Studies suggest that the gut microbiota plays a crucial role in modulating the therapeutic response to immunotherapy. 297 , 298 In fact, specific gut microbial signatures have been shown to differentiate responders from nonresponders across various epithelial tumor types in cohorts treated with ICB. 299 Considering the profound impact of the gut microbiota on the immune system, research investigating the modulation of the gut microbiota via dietary interventions to optimize cancer treatment efficacy has been predominantly centered around immunotherapy. A high-fiber dietary intervention has been associated with significantly prolonged PFS in melanoma patients receiving ICB treatment. 300 Microbiota-derived STING agonists, specifically c-di-AMP, induce the production of type I interferon (IFN-I) in intratumoral monocytes. This activation results in the transformation of mononuclear phagocytes within the TME into immunostimulatory monocytes and DCs. Additionally, it promotes the polarization of macrophages to antitumor macrophages and stimulates crosstalk between NK cells and DCs. A high-fiber diet can trigger this mechanism by enriching the population of Akkermansia muciniphila , which produces c-di-AMP and enhances the therapeutic effect of ICB in melanoma patients. 301 The presence of Akkermansia , a mucin-degrading bacterium, is strongly associated with favorable outcomes in cancer patients. 302 Moreover, inulin, a polysaccharide dietary fiber, can enhance the effectiveness of anti-PD-1 therapy by increasing the abundance of beneficial commensal microbiota genera (e.g., Akkermansia , Lactobacillus and Roseburia ) and SCFAs, further increasing the number of stem-like T-cell factor-1 (Tcf1) + PD-1 + CD8 + T cells. 303 Similarly, oral administration of pectin, another dietary polysaccharide fiber, can largely improve the efficacy of anti-PD-1 mAbs by increasing the number of butyrate-producing bacteria, which is sufficient to promote T-cell infiltration and activation in the TME. 304

Although research into the antitumor or protumor effects of the intratumor microbiome is still in its early stages, recent studies have started to focus on how the intratumor microbiome can influence the effectiveness of immunotherapy. The colonization of Bifidobacterium in the microenvironment, combined with anti-CD47 monoclonal antibody treatment, stimulates the STING signaling pathway and enhances the cross-priming of DCs to upregulate CD8 + T cells. 305 The probiotic Lactobacillus reuteri (Lr) within melanoma promotes the local generation of IFNγ by CD8 + T cells through the release of its tryptophan breakdown metabolite, indole-3-aldehyde (I3A), thus enhancing ICI efficacy. Dietary intake rich in tryptophan boosts the antitumor immunity induced by Lr and ICI, which is dependent on the CD8 + T-cell AhR signaling pathway. 306

Apart from immunotherapy, recent research has also started to investigate how diet, by influencing the gut microbiota, could affect other forms of cancer treatment. By enriching the gut microbiome with queuosine-producing bacteria, HFD can induce chemotherapy resistance in pancreatic cancer through the upregulation of the oxidative stress protector PRDX1. This resistance can be counteracted by SAM, which is typically produced by bacteria in lean diets, highlighting the influence of diet on chemotherapy effectiveness via gut microbiome adjustments. 307 Expanding on the theme of diet’s influence on chemotherapy effectiveness in pancreatic cancer, another study revealed that the microbiota-derived tryptophan metabolite indole-3-acetic acid (3-IAA) is enriched in patients responsive to chemotherapy. Through dietary manipulation of tryptophan, an increase in 3-IAA production enhances chemotherapy efficacy by disrupting cancer cell metabolic fitness via increased reactive oxygen species and reduced autophagy. 308 These findings further emphasize the crucial role of gut microbiota modulation via dietary interventions in cancer treatment outcomes.

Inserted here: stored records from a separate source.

impl<'a> Run<'a> {
    fn node_ref(&self, node_id: &str) -> NodeRef {
        NodeRef {
            dag_name: self.dag_name.clone(),
            node_id: node_id.to_string(),
        }
    }

    async fn handle_event(&mut self, event: ExecutionEvent) -> Result<()> {
        self.run_hooks(&event).await?;

        match event {
            ExecutionEvent::NodeStarted { node, attempt } => {
                let action = self
                    .exec
                    .get_node(&self.dag_name, &node.node_id)
                    .await
                    .map(|n| n.action)
                    .unwrap_or_default();
                emit_event!(
                    self.exec,
                    self.run_id,
                    RuntimeEvent::NodeStarted {
                        node_id: node.node_id,
                        action,
                        attempt,
                    }
                );
            }
            ExecutionEvent::NodeCompleted {
                node,
                outcome,
                retry_messages,
            } => {
                self.in_flight.remove(&node.node_id);
                let mut final_error = None;
                for cmd in outcome.commands {
                    if let Err(e) = self.apply_command(Some(&node.node_id), cmd).await {
                        error!(node_id = %node.node_id, "Rejected command: {}", e);
                        final_error = Some(e.to_string());
                        break;
                    }
                }
                match final_error {
                    None => self.record(&node.node_id, NodeStatus::Completed, retry_messages, None),
                    Some(e) => self.record_failure(&node.node_id, e, retry_messages).await,
                }
                self.schedule_ready().await?;
            }
            ExecutionEvent::NodeFailed {
                node,
                error,
                retry_messages,
            } => {
                self.in_flight.remove(&node.node_id);
                self.record_failure(&node.node_id, error, retry_messages)
                    .await;
                self.schedule_ready().await?;
            }
            ExecutionEvent::NodeSkipped { .. } => {}
        }
        Ok(())
    }

    async fn run_hooks(&mut self, event: &ExecutionEvent) -> Result<()> {
        for hook in self.hooks.clone() {
            let cmds = hook.handle(&self.hook_ctx, event).await;
            for cmd in cmds {
                self.apply_command(None, cmd).await?;
            }
        }
        Ok(())
    }

    fn record(
        &mut self,
        node_id: &str,
        status: NodeStatus,
        retry_messages: Vec<String>,
        final_error: Option<String>,
    ) {
        if let NodeStatus::Completed | NodeStatus::Failed = status {
            emit_event!(
                self.exec,
                self.run_id,
                RuntimeEvent::NodeCompleted {
                    node_id: node_id.to_string(),
                    success: status.is_success(),
                    duration_ms: 0,
                }
            );
        }
        self.statuses.insert(node_id.to_string(), status);
        self.outcomes.push(NodeExecutionOutcome {
            node_id: node_id.to_string(),
            status,
            retry_messages,
            final_error,
        });
    }

    async fn record_failure(&mut self, node_id: &str, error: String, retry_messages: Vec<String>) {
        self.record(node_id, NodeStatus::Failed, retry_messages, Some(error.clone()));

        // A failing sink leaves nothing downstream to tolerate it.
        let (branch, is_sink) = {
            let dags = self.exec.prebuilt_dags.read().await;
            match dags.get(&self.dag_name) {
                Some((graph, node_map)) => match node_map.get(node_id) {
                    Some(&idx) => (
                        graph[idx].branch.clone(),
                        graph.neighbors_directed(idx, Direction::Outgoing).next().is_none(),
                    ),
                    None => (None, false),
                },
                None => (None, false),
            }
        };
        if let (Some(branch), true) = (branch, is_sink) {
            self.fail_branch(&branch, &error, node_id);
        }
    }

    fn fail_branch(&self, branch: &str, reason: &str, by: &str) {
        self.exec.branches.fail_branch(branch, Some(reason), by);
        emit_event!(
            self.exec,
            self.run_id,
            RuntimeEvent::BranchStateUpdated {
                branch_id: branch.to_string(),
                status: "failed".to_string(),
                reason: Some(reason.to_string()),
            }
        );
    }

    /// Apply a command. `parent` is the node that returned it, if any.
    async fn apply_command(&mut self, parent: Option<&str>, cmd: ExecutorCommand) -> Result<()> {
        match cmd {
            ExecutorCommand::AddNodes { dag_name, specs } => {
                if dag_name != self.dag_name {
                    return Err(FlowError::DagNotFound(dag_name));
                }
                let parent_branch = match parent {
                    Some(p) => self
                        .exec
                        .get_node(&self.dag_name, p)
                        .await
                        .and_then(|n| n.branch),
                    None => None,
                };
                let mut node_ids = Vec::with_capacity(specs.len());
                for mut spec in specs {
                    if let Some(p) = parent {
                        if !spec.deps.iter().any(|d| d == p) {
                            spec.deps.push(p.to_string());
                        }
                    }
                    if spec.branch.is_none() {
                        spec.branch = parent_branch.clone();
                    }
                    let id = self.exec.add_node(&self.dag_name, spec).await?;
                    node_ids.push(id);
                }
                info!(parent = parent.unwrap_or("hook"), nodes = ?node_ids, "Appended nodes");
                emit_event!(
                    self.exec,
                    self.run_id,
                    RuntimeEvent::NodesAppended {
                        parent: parent.unwrap_or_default().to_string(),
                        node_ids,
                    }
                );
            }
            ExecutorCommand::ExitBranch { branch_id, reason } => {
                info!(branch = %branch_id, reason = ?reason, "Exiting branch");
                self.exec
                    .branches
                    .exit_branch(&branch_id, reason.as_deref(), parent.unwrap_or("hook"));
                emit_event!(
                    self.exec,
                    self.run_id,
                    RuntimeEvent::BranchStateUpdated {
                        branch_id,
                        status: "exited".to_string(),
                        reason,
                    }
                );
            }
        }
        Ok(())
    }

    /// Decide every node whose parents are terminal, until nothing changes.
    async fn schedule_ready(&mut self) -> Result<()> {
        loop {
            let decisions = self.ready_decisions().await?;
            if decisions.is_empty() {
                return Ok(());
            }
            for (node_id, decision) in decisions {
                match decision {
                    Decision::Run { node, job_info } => {
                        self.in_flight.insert(node_id);
                        self.spawn_worker(node, job_info).await?;
                    }
                    Decision::Skip { status, reason } => {
                        debug!(node_id = %node_id, ?status, "Skipping node: {}", reason);
                        if status == NodeStatus::Skipped {
                            let branch = self
                                .exec
                                .get_node(&self.dag_name, &node_id)
                                .await
                                .and_then(|n| n.branch);
                            if let Some(branch) = branch {
                                self.fail_branch(&branch, &reason, &node_id);
                            }
                        }
                        emit_event!(
                            self.exec,
                            self.run_id,
                            RuntimeEvent::NodeSkipped {
                                node_id: node_id.clone(),
                                reason: reason.clone(),
                            }
                        );
                        self.record(&node_id, status, Vec::new(), None);
                        let event = ExecutionEvent::NodeSkipped {
                            node: self.node_ref(&node_id),
                            status,
                            reason,
                        };
                        self.run_hooks(&event).await?;
                    }
                }
            }
        }
    }

    async fn ready_decisions(&self) -> Result<Vec<(String, Decision)>> {
        let dags = self.exec.prebuilt_dags.read().await;
        let (graph, node_map) = dags
            .get(&self.dag_name)
            .ok_or_else(|| FlowError::DagNotFound(self.dag_name.clone()))?;

        let mut decisions = Vec::new();
        for (node_id, &node_idx) in node_map.iter() {
            if self.statuses.contains_key(node_id) || self.in_flight.contains(node_id) {
                continue;
            }

            let parents: Vec<&Node> = graph
                .neighbors_directed(node_idx, Direction::Incoming)
                .map(|i| &graph[i])
                .collect();
            let parent_statuses: Option<Vec<NodeStatus>> = parents
                .iter()
                .map(|p| self.statuses.get(&p.id).copied())
                .collect();
            let parent_statuses = match parent_statuses {
                Some(s) => s,
                None => continue,
            };

            let node = &graph[node_idx];
            let decision = if node
                .branch
                .as_deref()
                .map_or(false, |b| self.exec.branches.is_exited(b))
            {
                Decision::Skip {
                    status: NodeStatus::Exited,
                    reason: format!("branch {} exited", node.branch.as_deref().unwrap_or_default()),
                }
            } else if let Some((parent, status)) = parents
                .iter()
                .zip(&parent_statuses)
                .find(|(_, s)| !s.is_success())
                .filter(|_| !node.allow_failed_parents)
            {
                Decision::Skip {
                    status: NodeStatus::Skipped,
                    reason: format!("parent {} is {:?}", parent.id, status),
                }
            } else {
                let job_info = parents
                    .iter()
                    .zip(parent_statuses)
                    .map(|(p, status)| JobInfo {
                        node_id: p.id.clone(),
                        name: p.name.clone(),
                        status,
                        metadata: p.metadata.clone(),
                    })
                    .collect();
                Decision::Run {
                    node: node.clone(),
                    job_info,
                }
            };
            decisions.push((node_id.clone(), decision));
        }

        // Deterministic launch order within a sweep.
        decisions.sort_by(|a, b| a.0.cmp(&b.0));
        Ok(decisions)
    }

    /// Spawn a worker task to execute a node
    async fn spawn_worker(&mut self, node: Node, job_info: Vec<JobInfo>) -> Result<()> {
        let action = self.exec.function_registry.resolve(&node.action)?;

        let parents = job_info.iter().map(|j| j.node_id.clone()).collect();
        let mut ctx = NodeCtx::new(
            self.dag_name.clone(),
            node.id.clone(),
            node.inputs.clone(),
            self.cache.clone(),
        )
        .with_metadata(node.metadata.clone())
        .with_parents(parents, job_info);
        ctx.name = node.name.clone();
        ctx.branch = node.branch.clone();

        let worker = Worker {
            node_ref: self.node_ref(&node.id),
            action,
            ctx,
            timeout: Duration::from_secs(node.timeout),
            try_count: node.try_count.max(1),
            config: self.config.clone(),
            evt_tx: self.evt_tx.clone(),
        };
        let sem = self.semaphore.clone();

        tokio::spawn(async move {
            let node_ref = worker.node_ref.clone();
            let evt_tx = worker.evt_tx.clone();
            match sem.acquire_owned().await {
                Ok(_permit) => run_worker(worker).await,
                Err(e) => {
                    let _ = evt_tx
                        .send(ExecutionEvent::NodeFailed {
                            node: node_ref,
                            error: format!("worker pool closed: {}", e),
                            retry_messages: Vec::new(),
                        })
                        .await;
                }
            }
        });

        Ok(())
    }

    async fn finish(mut self, cancelled: bool) -> Result<DagExecutionReport> {
        // Anything never decided is unreachable or was cut off by cancellation.
        let remaining: Vec<String> = self
            .exec
            .node_ids(&self.dag_name)
            .await?
            .into_iter()
            .filter(|id| !self.statuses.contains_key(id))
            .collect();
        for node_id in remaining {
            let reason = if cancelled { "run cancelled" } else { "never became ready" };
            if !cancelled {
                warn!(node_id = %node_id, "Node {}", reason);
            }
            self.outcomes.push(NodeExecutionOutcome {
                node_id,
                status: NodeStatus::Skipped,
                retry_messages: Vec::new(),
                final_error: Some(reason.to_string()),
            });
        }

        for (branch, state) in self.exec.branches.list_branches() {
            if state.status == crate::dag_flow::BranchStatus::Running && !cancelled {
                self.exec.branches.complete_branch(&branch);
            }
        }

        let mut report = create_execution_report(
            self.outcomes,
            cancelled.then(|| "run cancelled".to_string()),
        );
        if cancelled {
            report.overall_success = false;
        }

        for hook in &self.hooks {
            hook.on_complete(&self.hook_ctx, report.overall_success).await;
        }
        info!(
            dag = %self.dag_name,
            completed = report.count(NodeStatus::Completed),
            failed = report.count(NodeStatus::Failed),
            skipped = report.count(NodeStatus::Skipped),
            exited = report.count(NodeStatus::Exited),
            "DAG execution finished"
        );
        Ok(report)
    }
}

Despite the significant progress in this field, the complex relationships among dietary factors, the gut microbiota, and cancer treatment still need to be understood. Each individual’s microbiome is unique, influenced by genetics, diet, environment, and lifestyle, which adds layers of complexity to the task of identifying universally beneficial interventions. Additionally, the development of high-throughput technologies and bioinformatics tools for microbiome analysis will be vital in deciphering these complex interactions. These advancements could enable the identification of biomarkers for microbiome-related treatment responses and the customization of diet-based interventions to enhance the efficacy of cancer therapies. The identification of specific dietary factors and gut microbiota constituents that can enhance the effectiveness of cancer therapies may lead to the development of personalized treatments to improve therapeutic outcomes for cancer patients.

Implications of dietary intervention for other diseases

Dietary interventions may induce, prevent or delay the progression of various diseases in addition to cancer, which also influence human health and longevity. Healthy dietary patterns that are rich in fiber and beneficial nutrients may reduce the risk of disease, while unhealthy dietary patterns may increase the risk of disease and worsen clinical outcomes. 309 Here, we summarize preclinical and human studies revealing the implications and mechanisms of various dietary patterns on other diseases in addition to cancer, including neurodegenerative diseases, autoimmune diseases, CVD, and metabolic disorders.

Neurodegenerative diseases

Several neurodegenerative diseases (NDs), such as epilepsy, Alzheimer’s disease (AD), Parkinson’s disease (PD), Huntington’s disease (HD), and amyotrophic lateral sclerosis (ALS), which feature chronic progressive damage to the nervous system, have been proven to be tightly connected with nutrient availability and dietary patterns. 310 The underlying mechanisms of various dietary interventions mainly include altering neurotransmitters, remodeling, interfering with brain energy metabolism and mitochondrial function, and altering inflammation and oxidative stress. The underlying mechanisms also include altering the composition and balance of the gut microbiome, which further influence the process of neurodegeneration via the gut-brain axis (Fig. 4 ).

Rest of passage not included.